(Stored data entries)
[Start of section]
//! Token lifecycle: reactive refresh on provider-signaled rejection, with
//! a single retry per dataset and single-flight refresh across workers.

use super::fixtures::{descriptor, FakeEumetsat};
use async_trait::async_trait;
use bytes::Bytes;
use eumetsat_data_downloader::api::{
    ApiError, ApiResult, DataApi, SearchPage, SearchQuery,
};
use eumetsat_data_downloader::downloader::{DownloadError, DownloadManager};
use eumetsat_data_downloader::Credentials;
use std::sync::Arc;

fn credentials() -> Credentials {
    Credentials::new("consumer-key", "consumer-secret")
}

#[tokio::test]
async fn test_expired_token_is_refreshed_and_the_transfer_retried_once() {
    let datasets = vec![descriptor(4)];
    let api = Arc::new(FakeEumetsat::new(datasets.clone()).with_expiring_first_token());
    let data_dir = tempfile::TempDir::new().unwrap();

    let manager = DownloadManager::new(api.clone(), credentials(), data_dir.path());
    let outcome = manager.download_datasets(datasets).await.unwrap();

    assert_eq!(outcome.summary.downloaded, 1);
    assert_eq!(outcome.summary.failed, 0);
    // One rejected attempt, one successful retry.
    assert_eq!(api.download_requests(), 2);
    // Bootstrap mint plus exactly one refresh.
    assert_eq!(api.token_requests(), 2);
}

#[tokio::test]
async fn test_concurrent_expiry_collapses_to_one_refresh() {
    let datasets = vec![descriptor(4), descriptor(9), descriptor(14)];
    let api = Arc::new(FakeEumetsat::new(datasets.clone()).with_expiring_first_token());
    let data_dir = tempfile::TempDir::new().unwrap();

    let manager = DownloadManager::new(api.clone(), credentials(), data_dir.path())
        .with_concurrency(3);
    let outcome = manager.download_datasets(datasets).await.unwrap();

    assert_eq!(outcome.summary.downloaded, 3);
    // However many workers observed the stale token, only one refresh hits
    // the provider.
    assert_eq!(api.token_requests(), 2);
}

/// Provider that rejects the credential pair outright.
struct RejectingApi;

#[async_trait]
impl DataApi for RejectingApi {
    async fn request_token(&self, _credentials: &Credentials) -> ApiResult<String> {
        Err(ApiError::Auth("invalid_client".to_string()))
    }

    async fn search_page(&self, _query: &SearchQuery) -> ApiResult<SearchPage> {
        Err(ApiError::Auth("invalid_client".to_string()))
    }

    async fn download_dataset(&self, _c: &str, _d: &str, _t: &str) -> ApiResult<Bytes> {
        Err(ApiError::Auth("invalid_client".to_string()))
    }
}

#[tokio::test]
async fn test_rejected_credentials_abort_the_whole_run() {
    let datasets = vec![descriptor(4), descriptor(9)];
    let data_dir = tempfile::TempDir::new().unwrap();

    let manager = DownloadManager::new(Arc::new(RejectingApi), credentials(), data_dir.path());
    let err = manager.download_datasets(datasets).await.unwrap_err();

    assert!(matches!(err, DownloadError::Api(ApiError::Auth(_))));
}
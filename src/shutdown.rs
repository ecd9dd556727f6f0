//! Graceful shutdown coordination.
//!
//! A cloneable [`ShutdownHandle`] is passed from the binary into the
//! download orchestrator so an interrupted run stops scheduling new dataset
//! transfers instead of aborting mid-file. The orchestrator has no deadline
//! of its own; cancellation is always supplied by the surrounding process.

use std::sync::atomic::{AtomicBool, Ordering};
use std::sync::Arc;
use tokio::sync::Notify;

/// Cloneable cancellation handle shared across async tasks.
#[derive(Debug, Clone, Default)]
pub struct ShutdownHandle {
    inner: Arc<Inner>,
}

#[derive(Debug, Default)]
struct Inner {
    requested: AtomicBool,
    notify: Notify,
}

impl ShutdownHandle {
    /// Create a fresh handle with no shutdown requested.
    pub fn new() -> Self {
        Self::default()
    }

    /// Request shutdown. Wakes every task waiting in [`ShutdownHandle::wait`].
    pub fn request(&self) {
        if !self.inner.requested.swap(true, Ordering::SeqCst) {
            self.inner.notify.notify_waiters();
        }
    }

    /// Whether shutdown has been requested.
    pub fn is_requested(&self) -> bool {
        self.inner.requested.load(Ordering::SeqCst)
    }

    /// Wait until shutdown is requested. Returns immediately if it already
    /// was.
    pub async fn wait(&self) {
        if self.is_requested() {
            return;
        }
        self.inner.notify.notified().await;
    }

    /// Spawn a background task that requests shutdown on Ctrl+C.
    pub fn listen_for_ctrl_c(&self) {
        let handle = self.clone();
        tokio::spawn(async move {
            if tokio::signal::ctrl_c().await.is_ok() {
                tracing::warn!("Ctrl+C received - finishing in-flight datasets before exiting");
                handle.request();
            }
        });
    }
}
[End of section]
▶ _Exercise requirements_: Return only the number of lines in the entries above that contain the word "across".

▶ _Result of the exercise_: 2